Excerpted records: Begin

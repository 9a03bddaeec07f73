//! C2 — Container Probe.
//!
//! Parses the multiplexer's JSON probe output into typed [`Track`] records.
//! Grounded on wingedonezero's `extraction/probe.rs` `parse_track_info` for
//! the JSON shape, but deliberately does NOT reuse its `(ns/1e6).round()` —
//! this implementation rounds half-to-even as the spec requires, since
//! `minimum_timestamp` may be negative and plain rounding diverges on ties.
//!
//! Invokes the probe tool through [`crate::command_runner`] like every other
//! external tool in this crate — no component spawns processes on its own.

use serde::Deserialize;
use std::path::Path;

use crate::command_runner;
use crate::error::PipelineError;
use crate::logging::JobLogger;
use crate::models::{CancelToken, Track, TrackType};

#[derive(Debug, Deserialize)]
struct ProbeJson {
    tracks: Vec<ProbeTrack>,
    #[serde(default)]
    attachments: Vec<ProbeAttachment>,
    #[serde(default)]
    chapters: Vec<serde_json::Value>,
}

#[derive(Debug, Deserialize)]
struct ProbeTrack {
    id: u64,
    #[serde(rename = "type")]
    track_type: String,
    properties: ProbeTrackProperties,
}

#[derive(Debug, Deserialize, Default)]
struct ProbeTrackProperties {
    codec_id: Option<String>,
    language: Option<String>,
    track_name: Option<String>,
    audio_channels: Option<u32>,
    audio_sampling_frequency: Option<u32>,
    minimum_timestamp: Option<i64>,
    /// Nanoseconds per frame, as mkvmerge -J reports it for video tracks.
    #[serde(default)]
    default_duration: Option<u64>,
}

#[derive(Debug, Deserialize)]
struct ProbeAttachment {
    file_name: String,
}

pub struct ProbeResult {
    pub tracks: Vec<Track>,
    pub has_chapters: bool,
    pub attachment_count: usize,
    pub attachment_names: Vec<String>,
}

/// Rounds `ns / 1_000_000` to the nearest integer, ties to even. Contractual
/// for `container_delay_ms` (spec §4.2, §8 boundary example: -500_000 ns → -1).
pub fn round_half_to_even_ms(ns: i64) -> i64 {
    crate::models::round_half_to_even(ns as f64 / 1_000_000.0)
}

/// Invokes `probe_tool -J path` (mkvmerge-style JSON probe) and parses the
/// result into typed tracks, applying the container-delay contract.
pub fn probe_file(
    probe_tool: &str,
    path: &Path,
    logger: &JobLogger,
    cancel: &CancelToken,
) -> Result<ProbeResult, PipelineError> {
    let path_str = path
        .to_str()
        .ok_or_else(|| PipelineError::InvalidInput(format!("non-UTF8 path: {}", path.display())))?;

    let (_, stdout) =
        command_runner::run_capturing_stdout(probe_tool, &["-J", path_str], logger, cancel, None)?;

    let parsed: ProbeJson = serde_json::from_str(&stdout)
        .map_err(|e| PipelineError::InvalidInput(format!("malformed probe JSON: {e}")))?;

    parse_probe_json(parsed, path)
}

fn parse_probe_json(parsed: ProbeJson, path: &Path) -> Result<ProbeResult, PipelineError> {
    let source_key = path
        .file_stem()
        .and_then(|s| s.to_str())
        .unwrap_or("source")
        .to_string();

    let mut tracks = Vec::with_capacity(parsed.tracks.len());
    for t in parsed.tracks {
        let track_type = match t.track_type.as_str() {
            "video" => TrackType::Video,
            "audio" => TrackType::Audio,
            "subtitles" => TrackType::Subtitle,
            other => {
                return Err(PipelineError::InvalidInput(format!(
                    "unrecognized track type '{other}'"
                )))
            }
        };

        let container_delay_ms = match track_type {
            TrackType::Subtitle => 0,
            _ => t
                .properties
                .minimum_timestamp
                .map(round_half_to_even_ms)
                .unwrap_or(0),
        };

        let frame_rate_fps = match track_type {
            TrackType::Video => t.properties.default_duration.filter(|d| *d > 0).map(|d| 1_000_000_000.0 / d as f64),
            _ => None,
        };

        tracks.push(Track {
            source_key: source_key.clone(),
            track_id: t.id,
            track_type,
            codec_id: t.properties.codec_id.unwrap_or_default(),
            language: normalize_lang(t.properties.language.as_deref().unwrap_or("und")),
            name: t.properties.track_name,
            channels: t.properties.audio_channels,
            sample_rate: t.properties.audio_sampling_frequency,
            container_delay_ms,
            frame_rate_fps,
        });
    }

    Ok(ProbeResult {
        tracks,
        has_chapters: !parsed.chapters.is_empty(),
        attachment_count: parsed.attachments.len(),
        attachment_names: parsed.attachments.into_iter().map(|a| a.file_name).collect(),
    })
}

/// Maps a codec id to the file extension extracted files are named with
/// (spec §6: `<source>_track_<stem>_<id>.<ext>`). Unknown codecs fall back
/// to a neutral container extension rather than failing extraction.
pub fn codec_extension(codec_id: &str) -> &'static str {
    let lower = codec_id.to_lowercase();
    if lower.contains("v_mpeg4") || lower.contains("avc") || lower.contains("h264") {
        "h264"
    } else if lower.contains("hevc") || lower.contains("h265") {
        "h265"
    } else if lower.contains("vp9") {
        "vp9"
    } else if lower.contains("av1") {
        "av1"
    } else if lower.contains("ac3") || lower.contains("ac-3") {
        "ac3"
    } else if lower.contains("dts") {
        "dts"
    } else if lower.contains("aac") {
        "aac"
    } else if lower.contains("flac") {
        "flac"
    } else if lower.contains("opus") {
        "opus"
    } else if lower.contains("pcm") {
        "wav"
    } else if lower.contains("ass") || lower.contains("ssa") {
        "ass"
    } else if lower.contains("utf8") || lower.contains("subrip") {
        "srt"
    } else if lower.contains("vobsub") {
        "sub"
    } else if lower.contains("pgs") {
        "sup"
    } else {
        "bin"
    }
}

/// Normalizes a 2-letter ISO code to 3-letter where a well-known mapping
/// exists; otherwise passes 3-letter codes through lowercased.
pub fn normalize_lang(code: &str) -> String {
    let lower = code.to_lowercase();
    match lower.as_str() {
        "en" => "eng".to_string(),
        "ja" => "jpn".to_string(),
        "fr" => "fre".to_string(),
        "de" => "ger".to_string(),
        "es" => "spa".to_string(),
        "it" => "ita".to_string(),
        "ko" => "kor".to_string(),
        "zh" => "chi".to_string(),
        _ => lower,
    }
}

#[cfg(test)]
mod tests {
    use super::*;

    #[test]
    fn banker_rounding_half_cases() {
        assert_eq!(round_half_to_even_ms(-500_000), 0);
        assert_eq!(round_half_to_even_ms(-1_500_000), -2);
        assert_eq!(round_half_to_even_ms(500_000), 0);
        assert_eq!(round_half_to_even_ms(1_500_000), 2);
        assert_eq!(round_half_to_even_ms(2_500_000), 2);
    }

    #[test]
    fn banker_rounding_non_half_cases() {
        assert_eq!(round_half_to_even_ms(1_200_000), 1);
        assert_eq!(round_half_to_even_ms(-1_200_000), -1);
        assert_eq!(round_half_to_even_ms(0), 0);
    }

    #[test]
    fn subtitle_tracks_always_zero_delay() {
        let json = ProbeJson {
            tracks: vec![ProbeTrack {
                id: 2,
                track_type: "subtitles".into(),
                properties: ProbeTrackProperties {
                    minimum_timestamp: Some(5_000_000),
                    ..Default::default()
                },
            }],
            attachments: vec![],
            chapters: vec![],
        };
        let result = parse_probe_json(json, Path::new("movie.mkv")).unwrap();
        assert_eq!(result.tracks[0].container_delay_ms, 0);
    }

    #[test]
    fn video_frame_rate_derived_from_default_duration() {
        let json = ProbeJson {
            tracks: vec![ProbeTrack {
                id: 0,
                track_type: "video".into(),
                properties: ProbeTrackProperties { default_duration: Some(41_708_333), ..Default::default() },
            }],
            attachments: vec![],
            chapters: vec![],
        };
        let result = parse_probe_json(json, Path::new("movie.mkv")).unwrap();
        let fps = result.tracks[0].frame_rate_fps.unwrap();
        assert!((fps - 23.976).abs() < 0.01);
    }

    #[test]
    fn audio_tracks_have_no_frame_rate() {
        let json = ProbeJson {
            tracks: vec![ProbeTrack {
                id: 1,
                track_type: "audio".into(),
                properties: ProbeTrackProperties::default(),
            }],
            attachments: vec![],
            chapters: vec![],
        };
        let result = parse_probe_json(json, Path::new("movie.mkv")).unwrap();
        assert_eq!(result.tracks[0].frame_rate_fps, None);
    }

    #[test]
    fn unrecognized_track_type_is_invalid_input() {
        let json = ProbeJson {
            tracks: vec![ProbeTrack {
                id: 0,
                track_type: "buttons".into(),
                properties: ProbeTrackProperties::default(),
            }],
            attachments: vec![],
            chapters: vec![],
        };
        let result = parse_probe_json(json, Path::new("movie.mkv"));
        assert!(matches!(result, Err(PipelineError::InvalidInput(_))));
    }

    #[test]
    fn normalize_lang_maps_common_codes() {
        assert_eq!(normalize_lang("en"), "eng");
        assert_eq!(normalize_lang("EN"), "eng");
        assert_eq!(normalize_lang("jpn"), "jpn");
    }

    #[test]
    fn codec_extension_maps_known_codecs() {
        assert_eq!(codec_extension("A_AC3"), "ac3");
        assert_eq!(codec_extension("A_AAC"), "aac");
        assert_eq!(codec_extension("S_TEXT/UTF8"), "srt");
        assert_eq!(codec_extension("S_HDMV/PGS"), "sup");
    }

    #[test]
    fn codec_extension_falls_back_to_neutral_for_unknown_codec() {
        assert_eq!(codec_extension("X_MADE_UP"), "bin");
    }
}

Excerpted records: End

_Exercise_: Return only the lines between the one holding "use crate::error::PipelineError;" and the one holding "crate::models::round_half_to_even(ns as f64", inclusive, exactly as they appear above.

_Completed task_:
use crate::error::PipelineError;
use crate::logging::JobLogger;
use crate::models::{CancelToken, Track, TrackType};

#[derive(Debug, Deserialize)]
struct ProbeJson {
    tracks: Vec<ProbeTrack>,
    #[serde(default)]
    attachments: Vec<ProbeAttachment>,
    #[serde(default)]
    chapters: Vec<serde_json::Value>,
}

#[derive(Debug, Deserialize)]
struct ProbeTrack {
    id: u64,
    #[serde(rename = "type")]
    track_type: String,
    properties: ProbeTrackProperties,
}

#[derive(Debug, Deserialize, Default)]
struct ProbeTrackProperties {
    codec_id: Option<String>,
    language: Option<String>,
    track_name: Option<String>,
    audio_channels: Option<u32>,
    audio_sampling_frequency: Option<u32>,
    minimum_timestamp: Option<i64>,
    /// Nanoseconds per frame, as mkvmerge -J reports it for video tracks.
    #[serde(default)]
    default_duration: Option<u64>,
}

#[derive(Debug, Deserialize)]
struct ProbeAttachment {
    file_name: String,
}

pub struct ProbeResult {
    pub tracks: Vec<Track>,
    pub has_chapters: bool,
    pub attachment_count: usize,
    pub attachment_names: Vec<String>,
}

/// Rounds `ns / 1_000_000` to the nearest integer, ties to even. Contractual
/// for `container_delay_ms` (spec §4.2, §8 boundary example: -500_000 ns → -1).
pub fn round_half_to_even_ms(ns: i64) -> i64 {
    crate::models::round_half_to_even(ns as f64 / 1_000_000.0)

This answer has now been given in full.